Em Lisboa existem mais de 50 respostas no terreno, com o envolvimento de 21 parceiros, integradas no Plano Municipal para Pessoas em Situação de Sem-Abrigo, que tem um horizonte temporal até 2023. Este plano pretende dar resposta a cinco grandes eixos de intervenção: sinalização, emergência, transição, inserção e prevenção.

“Estamos a falar de respostas de alojamento como o housing first; respostas de equipas técnicas de rua, que são aquelas equipas que estão todos os dias no terreno com as pessoas que estão em situação sem-teto, respostas ao nível da empregabilidade, como o projeto ´É um restaurante´ ou ´Emprego Primeiro Porta Aberta´, que começou muito recentemente; e mais um exemplo, os NAL- Núcleos de Apoio Local. São espaços onde as pessoas, em vez de comerem na rua, podem tomar a sua refeição condignamente, sentadas à mesa e é o momento em que se consegue trabalhar as pessoas de outra forma. São muitas respostas transversais. A câmara tem feito, nos últimos anos, um investimento muito forte nesta área”, explica Paulo Santos, coordenador da equipa de projeto do Plano Municipal para Pessoas em Situação de Sem-Abrigo 2019-2023 (EPPMPSSA).

Há três semanas, acompanhámos um jovem que tinha chegado à rua há alguns dias e que demorou cerca de três semanas a ser colocado num albergue. É muito compensador ver que uma pessoa que há dois anos estava na Universidade em Beja, a estudar Agronomia e que chegou à rua, conseguiu sair. Nós continuamos a acompanhá-lo, para garantir que não seja só tirá-lo da rua e consiga ter um futuro à sua frente, que o dignifique e lhe traga felicidade”. 
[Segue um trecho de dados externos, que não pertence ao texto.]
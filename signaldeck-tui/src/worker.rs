//! Background worker thread: every refresh runs here.
//!
//! Communication with the TUI main thread is via `mpsc` channels. Each
//! refresh carries the generation number it was requested under; the main
//! thread drops responses older than its latest request, so a superseded
//! refresh completes harmlessly and is simply ignored.

use std::collections::HashMap;
use std::sync::mpsc::{Receiver, Sender};
use std::thread::{self, JoinHandle};

use tracing::{debug, info};

use signaldeck_core::Signal;
use signaldeck_runner::{
    ChartRef, DataStatus, DocumentSource, Refresh, SignalRepository,
};

/// Commands sent from the TUI to the worker.
#[derive(Debug)]
pub enum WorkerCommand {
    Refresh { generation: u64 },
    /// Fetch per-timeframe documents for a pair whose card came from its
    /// main document.
    LoadTimeframes { generation: u64, pair: String },
    Shutdown,
}

/// One completed refresh cycle, ready to swap into the app state.
#[derive(Debug, Clone)]
pub struct RefreshSnapshot {
    pub refresh: Refresh,
    pub status: DataStatus,
    /// Chart locations per pair, in timeframe order.
    pub charts: HashMap<String, Vec<ChartRef>>,
}

/// Responses sent from the worker back to the TUI.
#[derive(Debug)]
pub enum WorkerResponse {
    Refreshed {
        generation: u64,
        snapshot: Box<RefreshSnapshot>,
    },
    Timeframes {
        generation: u64,
        pair: String,
        signals: Vec<Signal>,
    },
}

pub type Repository = SignalRepository<Box<dyn DocumentSource>>;

/// Spawn the background worker thread.
pub fn spawn_worker(
    repo: Repository,
    rx: Receiver<WorkerCommand>,
    tx: Sender<WorkerResponse>,
) -> std::io::Result<JoinHandle<()>> {
    thread::Builder::new()
        .name("signaldeck-worker".into())
        .spawn(move || worker_loop(repo, rx, tx))
}

fn worker_loop(repo: Repository, rx: Receiver<WorkerCommand>, tx: Sender<WorkerResponse>) {
    loop {
        match rx.recv() {
            Ok(WorkerCommand::Shutdown) | Err(_) => break,
            Ok(WorkerCommand::Refresh { generation }) => {
                debug!(generation, "refresh started");
                let snapshot = build_snapshot(&repo);
                info!(
                    generation,
                    signals = snapshot.refresh.set.len(),
                    "refresh finished"
                );
                let resp = WorkerResponse::Refreshed {
                    generation,
                    snapshot: Box::new(snapshot),
                };
                if tx.send(resp).is_err() {
                    break;
                }
            }
            Ok(WorkerCommand::LoadTimeframes { generation, pair }) => {
                let signals = repo.timeframe_signals(&pair);
                debug!(generation, pair = %pair, loaded = signals.len(), "timeframes loaded");
                let resp = WorkerResponse::Timeframes {
                    generation,
                    pair,
                    signals,
                };
                if tx.send(resp).is_err() {
                    break;
                }
            }
        }
    }
}

/// Run one refresh and gather everything the UI needs from the source.
pub fn build_snapshot<S: DocumentSource>(repo: &SignalRepository<S>) -> RefreshSnapshot {
    let refresh = repo.refresh();
    let status = DataStatus::from_refresh(&refresh);
    let charts = refresh
        .set
        .signals()
        .iter()
        .map(|s| {
            let refs = repo
                .timeframes()
                .iter()
                .map(|tf| repo.source().chart_location(&s.pair, tf))
                .collect();
            (s.pair.clone(), refs)
        })
        .collect();
    RefreshSnapshot {
        refresh,
        status,
        charts,
    }
}
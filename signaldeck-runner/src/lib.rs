//! SignalDeck Runner: document sources, resolution, configuration.
//!
//! This crate builds on `signaldeck-core` to provide:
//! - Document sources (static site directory, HTTP, in-memory)
//! - Signal resolution with main → timeframe → sample fallback
//! - TOML deck configuration
//! - Data availability reporting

pub mod config;
pub mod report;
pub mod repository;
pub mod source;

pub use config::{ConfigError, DeckConfig, SourceConfig, SourceKind};
pub use report::{DataStatus, PairStatus};
pub use repository::{PairOutcome, Refresh, SignalRepository, SignalSet};
pub use source::{
    ChartRef, DocumentSource, FetchError, FsSource, HttpSource, SourceLayout, StaticSource,
};

#[cfg(test)]
mod send_sync_checks {
    use super::*;

    fn assert_send<T: Send>() {}
    fn assert_sync<T: Sync>() {}

    #[test]
    fn snapshots_are_send_sync() {
        assert_send::<SignalSet>();
        assert_sync::<SignalSet>();
        assert_send::<Refresh>();
        assert_sync::<Refresh>();
        assert_send::<DataStatus>();
        assert_sync::<DataStatus>();
    }

    #[test]
    fn repository_is_send_sync() {
        assert_send::<SignalRepository<Box<dyn DocumentSource>>>();
        assert_sync::<SignalRepository<Box<dyn DocumentSource>>>();
        assert_send::<SignalRepository<FsSource>>();
        assert_sync::<SignalRepository<StaticSource>>();
    }

    #[test]
    fn config_types_are_send_sync() {
        assert_send::<DeckConfig>();
        assert_sync::<DeckConfig>();
        assert_send::<FetchError>();
        assert_sync::<FetchError>();
    }
}
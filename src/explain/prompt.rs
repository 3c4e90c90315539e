//! Prompt construction for the explanation service.

use serde::Serialize;

use crate::circuit::{CircuitConfiguration, ConnectionType};

/// Persona given to the model for every request.
pub const SYSTEM_INSTRUCTION: &str = "당신은 아이들을 좋아하는 친절한 초등학교 과학 선생님입니다. \
어려운 물리 용어 대신 쉬운 비유를 사용하여 설명해주세요. \
답변은 3~4문장으로 간결하고 명확하게, 격려하는 어조로 해주세요.";

/// A fully prepared request, independent of any transport.
#[derive(Debug, Clone, PartialEq, Serialize)]
pub struct PromptRequest {
    pub system_instruction: String,
    pub prompt: String,
    pub temperature: f32,
}

/// Display name of a connection in the prompt's language.
pub fn connection_name(connection: ConnectionType) -> &'static str {
    match connection {
        ConnectionType::Series => "직렬(Series)",
        ConnectionType::Parallel => "병렬(Parallel)",
    }
}

/// Build the request describing a configuration.
pub fn build_prompt(config: &CircuitConfiguration, temperature: f32) -> PromptRequest {
    let prompt = format!(
        "현재 회로 상태:\n\
         - 전지 개수: {count}개\n\
         - 연결 방식: {connection} 연결\n\
         \n\
         이 실험 조건에서 전구의 밝기가 어떻게 나타나는지(예: 기준보다 밝음, 어두움, 같음 등), \
         그리고 왜 그런지 설명해주세요.\n\
         직렬 연결은 전지가 힘을 합쳐 전압이 높아지는 원리, 병렬 연결은 전압은 같지만 전지가 오래가는 원리 등을 \
         물이 흐르는 수도관이나 힘을 합치는 줄다리기 등의 쉬운 비유를 들어 설명해주세요.",
        count = config.battery_count(),
        connection = connection_name(config.connection()),
    );

    PromptRequest {
        system_instruction: SYSTEM_INSTRUCTION.to_string(),
        prompt,
        temperature,
    }
}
Alfredo Martins, Comunidade Vida e Paz
 

Equipas Técnicas de Rua

Atualmente existem cinco equipas técnicas de rua, distribuídas por quatro grandes áreas da cidade de Lisboa, e que são responsáveis pelo apoio psicossocial e médico. São todas parceiras e financiadas pela Câmara Municipal de Lisboa: CRESCER – Associação de Intervenção Comunitária; Comunidade Vida e Paz; AVA - Associação Vida Autónoma; VITAE – Associação de solidariedade e Desenvolvimento Internacional e a Associação Médicos do Mundo, que oferece uma cobertura territorial de toda a cidade em termos de cuidados básicos de saúde das pessoas.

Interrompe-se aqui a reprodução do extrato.